2. For the year under consideration, the appellant company
(hereinafter referred to as assessee) filed its return declaring loss at
`2,08,72,440/- under the normal provisions and book profit at
`1,35,42,270/- under Section 115JB of the Income Tax Act, 1961
("the Act"), on 24.11.2006. In the Profit and Loss Account annexed to
the return of income, assessee had claimed a sum of `23,16,942/- as
expenses incurred under the head "Education & Training Expenses".
These expenses had been incurred by the assessee on higher education
of Shri Dushyant Poddar, an employee of the company, who happens
to be the son of the Directors Shri Lalit Poddar and Smt Saroj Poddar,
for undertaking an MBA Course in the U.K.
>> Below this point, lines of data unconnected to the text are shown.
//! Query entry points that resolve free text into item uids.
//!
//! # Responsibility
//! - Bridge user questions to traversal seeds without scanning documents.

pub mod names;
//! Implementation use-case service.
//!
//! # Responsibility
//! - Merge designed file entries into the `implementation` layer.
//! - Give every class, method and function a deterministic uid.
//!
//! # Invariants
//! - File entries are keyed by `component`, falling back to `path`; a later
//!   entry with the same key replaces the earlier one in place.
//! - Stored form is always `{"implementation": {"files": [...]}}`.

use crate::model::extract::file_entry_pointers;
use crate::model::layer::IMPLEMENTATION_LAYER;
use crate::model::relation::merge_related_into;
use crate::model::uid::{make_uid, UidKind};
use crate::repo::document_store::{DocumentStore, StoreResult};
use log::info;
use serde_json::{json, Map, Value};

/// Implementation service facade over a document store.
pub struct ImplementationService<S: DocumentStore> {
    store: S,
}

impl<S: DocumentStore> ImplementationService<S> {
    pub fn new(store: S) -> Self {
        Self { store }
    }

    /// Returns every stored file entry in document order.
    ///
    /// Accepts flat, grouped and top-level `files` shapes.
    pub fn list_file_specs(&self) -> StoreResult<Vec<Value>> {
        if !self.store.exists(IMPLEMENTATION_LAYER)? {
            return Ok(Vec::new());
        }
        let doc = self.store.read(IMPLEMENTATION_LAYER)?;
        Ok(file_entry_pointers(&doc)
            .iter()
            .filter_map(|pointer| doc.pointer(pointer).cloned())
            .collect())
    }

    /// Merges `specs` into the stored file entries and returns the merged
    /// list.
    ///
    /// Non-object specs are skipped.
    pub fn merge_file_specs(&self, specs: Vec<Value>) -> StoreResult<Vec<Value>> {
        let mut files = self.list_file_specs()?;
        let mut replaced = 0;
        let mut added = 0;

        for mut spec in specs.into_iter().filter(Value::is_object) {
            assign_uids(&mut spec);
            let key = file_key(&spec).to_string();
            match files.iter().position(|file| file_key(file) == key) {
                Some(index) => {
                    files[index] = spec;
                    replaced += 1;
                }
                None => {
                    files.push(spec);
                    added += 1;
                }
            }
        }

        let mut doc = if self.store.exists(IMPLEMENTATION_LAYER)? {
            self.store.read(IMPLEMENTATION_LAYER)?
        } else {
            Value::Object(Map::new())
        };
        if let Some(fields) = doc.as_object_mut() {
            fields.remove("files");
            fields.insert(
                "implementation".to_string(),
                json!({ "files": files.clone() }),
            );
        }
        self.store.update(IMPLEMENTATION_LAYER, &doc, false)?;

        info!(
            "event=file_specs_merge module=implementation status=ok replaced={replaced} added={added} total={}",
            files.len()
        );
        Ok(files)
    }
}

fn file_key(file: &Value) -> &str {
    ["component", "path"]
        .iter()
        .find_map(|key| file.get(*key).and_then(Value::as_str))
        .unwrap_or_default()
}

fn assign_uids(file: &mut Value) {
    let path = file
        .get("path")
        .and_then(Value::as_str)
        .unwrap_or_default()
        .to_string();

    if let Some(classes) = file.get_mut("classes").and_then(Value::as_array_mut) {
        for class in classes.iter_mut() {
            let class_name = string_field(class, "name");
            ensure_identity(class, UidKind::Class, &[path.as_str(), class_name.as_str()]);
            if let Some(methods) = class.get_mut("methods").and_then(Value::as_array_mut) {
                for method in methods.iter_mut() {
                    let method_name = string_field(method, "name");
                    ensure_identity(
                        method,
                        UidKind::Method,
                        &[path.as_str(), class_name.as_str(), method_name.as_str()],
                    );
                }
            }
        }
    }

    if let Some(functions) = file.get_mut("functions").and_then(Value::as_array_mut) {
        for function in functions.iter_mut() {
            let name = string_field(function, "name");
            ensure_identity(function, UidKind::Function, &[path.as_str(), name.as_str()]);
        }
    }
}

fn string_field(item: &Value, key: &str) -> String {
    item.get(key)
        .and_then(Value::as_str)
        .unwrap_or_default()
        .to_string()
}

fn ensure_identity(item: &mut Value, kind: UidKind, parts: &[&str]) {
    let Some(fields) = item.as_object_mut() else {
        return;
    };
    let has_uid = fields
        .get("uid")
        .and_then(Value::as_str)
        .is_some_and(|uid| !uid.is_empty());
    if !has_uid {
        fields.insert("uid".to_string(), json!(make_uid(kind, parts.iter().copied())));
    }
    merge_related_into(item, std::iter::empty::<&str>());
}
3. During the assessment proceeding, the Assessing Officer
("AO") required the assessee to justify its claim with respect to the
said expenses. The assessee produced the extract from the minutes of
the meeting of the Board of Directors dated 10.02.2005 in which
decision was taken to send Dushyant Poddar for further study in U.K.
and also the Employment Bond entered into with him. The assessee
explained to the AO that Dushyant Poddar was a Graduate having
completed his B.Com (H) from Delhi University and working with it
(i.e. the assessee) for a salary of `10,000/- p.m. Since he was a
brilliant student and the company was in need of Manager (Marketing)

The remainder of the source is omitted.